Sometimes a deliberately ridiculous situation can be a more powerful way of communicating. Here we enter the power of fantasy to create metaphors for subjects which are otherwise too difficult to communicate.
Mad Max might be insane, but it does put an image to our sense of fear and our feeling that this is all connected to oil and energy somehow. Similarly the Jeff Vandermer’s novel Borne is fairly nutty. The key element is a giant flying bear. But that bear embodies much of our fears of having created something monstrous and destructive. Again, the film Beasts of the Southern Wild, by adding just a tiny touch of fantasy, lifts the story into a more poetic and mythical realm.

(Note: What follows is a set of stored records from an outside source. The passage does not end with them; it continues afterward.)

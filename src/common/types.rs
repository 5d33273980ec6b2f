/// A generic boxed error type.
pub type AnyError = Box<dyn std::error::Error + Send + Sync>;

/// A convenient Result alias returning `AnyError`.
pub type AnyResult<T> = std::result::Result<T, AnyError>;

/// Correlation id attached to every outbound mixer request.
#[derive(Debug, Clone, PartialEq, Eq, Hash, serde::Serialize, serde::Deserialize)]
#[serde(transparent)]
pub struct RequestId(pub String);

impl RequestId {
    /// Generates a fresh random (UUID v4) request id.
    pub fn generate() -> Self {
        Self(uuid::Uuid::new_v4().to_string())
    }
}

impl From<String> for RequestId {
    fn from(s: String) -> Self {
        Self(s)
    }
}

impl From<&str> for RequestId {
    fn from(s: &str) -> Self {
        Self(s.to_owned())
    }
}

impl std::ops::Deref for RequestId {
    type Target = str;
    fn deref(&self) -> &Self::Target {
        &self.0
    }
}

impl std::fmt::Display for RequestId {
    fn fmt(&self, f: &mut std::fmt::Formatter<'_>) -> std::fmt::Result {
        write!(f, "{}", self.0)
    }
}

/// A lighting console cue number such as `5` or `12.5`.
///
/// Numbers are normalised through `f64` so `"5"`, `"5.0"` and `5` are the
/// same key.
#[derive(Debug, Clone, PartialEq, Eq, Hash, PartialOrd, Ord)]
pub struct CueNumber(String);

impl CueNumber {
    pub fn parse(raw: &str) -> Option<Self> {
        let value: f64 = raw.trim().parse().ok()?;
        if !value.is_finite() || value < 0.0 {
            return None;
        }
        Some(Self(format!("{}", value)))
    }

    pub fn as_str(&self) -> &str {
        &self.0
    }
}

impl From<u32> for CueNumber {
    fn from(n: u32) -> Self {
        Self(n.to_string())
    }
}

impl std::fmt::Display for CueNumber {
    fn fmt(&self, f: &mut std::fmt::Formatter<'_>) -> std::fmt::Result {
        write!(f, "{}", self.0)
    }
}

I doubt anyone gets confused by these stories. At least, I’m not too worried of the day when Mord shall rule the skies over The Wasteland while we all live in fear of The Aurochs breaking into our snow piercing world-train. The fantasy is obvious.
(Side note: I’d like The Day After Tomorrow much more if the future Ice Age prediction had come to our scientist in a vision while tripping on ayahuasca. All following implausible insanity would therefore be forgiven).

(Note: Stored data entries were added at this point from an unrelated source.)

//! The live cue-stack engine: one authoritative show clock and a cursor
//! that walks the active scene's cue stack as the clock passes each entry.
//!
//! The engine is a single task. Commands arrive over a channel and the
//! advancement tick runs in the same loop, so clock and cursor have exactly
//! one writer.

use std::{collections::HashMap, time::Duration};

use serde::Serialize;
use serde_json::Value;
use tokio::{
    sync::{broadcast, oneshot},
    task::JoinHandle,
    time::{Instant, Interval, MissedTickBehavior},
};
use tokio_util::sync::CancellationToken;
use tracing::{debug, info, warn};

use crate::{
    common::errors::{ControlError, ControlResult},
    configs::EngineConfig,
};

pub mod clock;
pub mod stack;

pub use clock::LiveClock;
pub use stack::{CueEntry, CueKind, CueStack, MediaCue, ShowFile};

/// Advancement tick period (ms).
pub const DEFAULT_TICK_INTERVAL_MS: u64 = 50;

const EVENT_CHANNEL_CAPACITY: usize = 256;

/// Broadcast to every control surface.
#[derive(Debug, Clone, PartialEq, Eq, Serialize)]
#[serde(tag = "type", rename_all = "snake_case")]
pub enum EngineEvent {
    Clock { position_ms: u64, running: bool },
    Cursor { scene: Option<String>, cursor: usize },
    Scene { scene: String },
}

#[derive(Debug, Clone, PartialEq, Eq, Serialize)]
pub struct EngineSnapshot {
    pub position_ms: u64,
    pub running: bool,
    pub cursor: usize,
    pub scene: Option<String>,
    pub cue_count: usize,
}

type Reply<T> = oneshot::Sender<ControlResult<T>>;

enum EngineCommand {
    Go(Reply<EngineSnapshot>),
    Hold(Reply<EngineSnapshot>),
    Seek(u64, Reply<EngineSnapshot>),
    Sync(u64, Reply<EngineSnapshot>),
    SwitchScene(String, Reply<EngineSnapshot>),
    LoadScene(String, CueStack, Reply<()>),
    Snapshot(Reply<EngineSnapshot>),
}

/// Cloneable front door to a running engine.
#[derive(Clone)]
pub struct EngineHandle {
    commands: flume::Sender<EngineCommand>,
    events: broadcast::Sender<EngineEvent>,
    cancel_token: CancellationToken,
}

impl EngineHandle {
    async fn call<T>(&self, make: impl FnOnce(Reply<T>) -> EngineCommand) -> ControlResult<T> {
        let (tx, rx) = oneshot::channel();
        self.commands
            .send_async(make(tx))
            .await
            .map_err(|_| ControlError::connection("live engine stopped"))?;
        rx.await
            .map_err(|_| ControlError::connection("live engine stopped"))?
    }

    pub async fn go(&self) -> ControlResult<EngineSnapshot> {
        self.call(EngineCommand::Go).await
    }

    pub async fn hold(&self) -> ControlResult<EngineSnapshot> {
        self.call(EngineCommand::Hold).await
    }

    /// Jumps to `position_ms` and recomputes the cursor from scratch.
    pub async fn seek(&self, position_ms: u64) -> ControlResult<EngineSnapshot> {
        self.call(|tx| EngineCommand::Seek(position_ms, tx)).await
    }

    /// Corrects the displayed position without touching the cursor.
    pub async fn sync(&self, position_ms: u64) -> ControlResult<EngineSnapshot> {
        self.call(|tx| EngineCommand::Sync(position_ms, tx)).await
    }

    pub async fn switch_scene(&self, scene: &str) -> ControlResult<EngineSnapshot> {
        let scene = scene.to_owned();
        self.call(|tx| EngineCommand::SwitchScene(scene, tx)).await
    }

    /// Stores a scene's cue stack. Replacing the active scene's stack takes
    /// effect on the next switch.
    pub async fn load_scene(&self, scene: &str, entries: Vec<CueEntry>) -> ControlResult<()> {
        let scene = scene.to_owned();
        let stack = CueStack::new(entries);
        self.call(|tx| EngineCommand::LoadScene(scene, stack, tx)).await
    }

    /// Validates a JSON cue stack and stores it. Nothing changes when it is
    /// malformed.
    pub async fn load_scene_json(&self, scene: &str, entries: Value) -> ControlResult<()> {
        let scene = scene.to_owned();
        let stack = CueStack::from_json(entries)?;
        self.call(|tx| EngineCommand::LoadScene(scene, stack, tx)).await
    }

    /// Loads every scene of a cue file and switches to its active scene.
    pub async fn load_show(&self, show: ShowFile) -> ControlResult<usize> {
        let mut stacks = Vec::with_capacity(show.scenes.len());
        for (scene, entries) in show.scenes {
            let stack = CueStack::from_json(entries).map_err(|e| match e {
                ControlError::Validation(reason) => {
                    ControlError::validation(format!("scene {scene}: {reason}"))
                }
                other => other,
            })?;
            stacks.push((scene, stack));
        }

        let count = stacks.len();
        for (scene, stack) in stacks {
            self.call(|tx| EngineCommand::LoadScene(scene, stack, tx))
                .await?;
        }
        if let Some(active) = show.active {
            self.switch_scene(&active).await?;
        }
        Ok(count)
    }

    pub async fn snapshot(&self) -> ControlResult<EngineSnapshot> {
        self.call(EngineCommand::Snapshot).await
    }

    pub fn subscribe(&self) -> broadcast::Receiver<EngineEvent> {
        self.events.subscribe()
    }

    pub fn shutdown(&self) {
        self.cancel_token.cancel();
    }
}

Writing such a fantastical scenario sacrifices the ability to communicate The Facts. What fantasy gains is the ability to communicate The Feels.

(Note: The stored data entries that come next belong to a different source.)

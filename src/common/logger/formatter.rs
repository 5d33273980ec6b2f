use core::fmt as core_fmt;

use tracing::{Event, Subscriber};
use tracing_subscriber::{
    fmt::{
        self, FmtContext,
        format::{FormatEvent, FormatFields},
    },
    registry::LookupSpan,
};

/// Short subsystem tag derived from the event target, e.g. `MIXER` for
/// anything under `showlink::gateway`.
pub fn subsystem_tag(target: &str) -> &'static str {
    let module = target.split("::").nth(1).unwrap_or("");
    match module {
        "gateway" => "MIXER",
        "lighting" => "LIGHTS",
        "tracker" => "MEDIA",
        "engine" => "LIVE",
        "configs" => "CONFIG",
        _ => "CORE",
    }
}

pub struct ShowFormatter {
    use_ansi: bool,
}

impl ShowFormatter {
    pub fn new(use_ansi: bool) -> Self {
        Self { use_ansi }
    }
}

impl<S, N> FormatEvent<S, N> for ShowFormatter
where
    S: Subscriber + for<'a> LookupSpan<'a>,
    N: for<'a> FormatFields<'a> + 'static,
{
    fn format_event(
        &self,
        ctx: &FmtContext<'_, S, N>,
        mut writer: fmt::format::Writer<'_>,
        event: &Event<'_>,
    ) -> core_fmt::Result {
        let reset = if self.use_ansi { "\x1b[0m" } else { "" };
        let bold = if self.use_ansi { "\x1b[1m" } else { "" };
        let dim = if self.use_ansi { "\x1b[2m" } else { "" };
        let accent = if self.use_ansi { "\x1b[36m" } else { "" };

        let format = time::macros::format_description!(
            "[hour]:[minute]:[second].[subsecond digits:3]"
        );
        let now =
            time::OffsetDateTime::now_local().unwrap_or_else(|_| time::OffsetDateTime::now_utc());
        let timestamp = now
            .format(&format)
            .unwrap_or_else(|_| "--:--:--.---".to_string());
        write!(writer, "{}{}{} ", dim, timestamp, reset)?;

        let metadata = event.metadata();
        let level = metadata.level();
        let level_str = format!("{: <5}", level.to_string());

        if self.use_ansi {
            let level_color = match *level {
                tracing::Level::ERROR => "\x1b[31m",
                tracing::Level::WARN => "\x1b[33m",
                tracing::Level::INFO => "\x1b[32m",
                tracing::Level::DEBUG => "\x1b[34m",
                tracing::Level::TRACE => "\x1b[35m",
            };
            write!(writer, "{}{}{}{} ", level_color, bold, level_str, reset)?;
        } else {
            write!(writer, "{} ", level_str)?;
        }

        let target = metadata.target();
        write!(writer, "[{}{}{}] ", accent, subsystem_tag(target), reset)?;

        if metadata.level() >= &tracing::Level::DEBUG {
            let line = metadata
                .line()
                .map(|l| l.to_string())
                .unwrap_or_else(|| "??".to_string());
            write!(writer, "{}{}:{}{} ", dim, target, line, reset)?;
        }

        ctx.format_fields(writer.by_ref(), event)?;
        write!(writer, "{}", reset)?;

        writeln!(writer)
    }
}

That feeling might be more important than the facts.
The strict scientific understanding is often far too subtle and complicated. Fantasy can give form to troubling forces we struggle to articulate. An appropriate fantastical metaphor can teach people how they ought to feel about the subject, and even how to think more clearly about otherwise highly abstract concepts.
For example, in online climate communication videos I’ve seen people repeatedly use the scene from Mad Max where all the cars are driving into a giant sandstorm. This image captures the emotional sense that we are running full speed into unfathomable chaos. Is it plausible? Probably not. But this image is emotionally captivating, and (hopefully) we know this is a fantasy. We are not confused or misled about reality by this. Instead we can experience the catharsis that comes with engaging with an unarticulated terror.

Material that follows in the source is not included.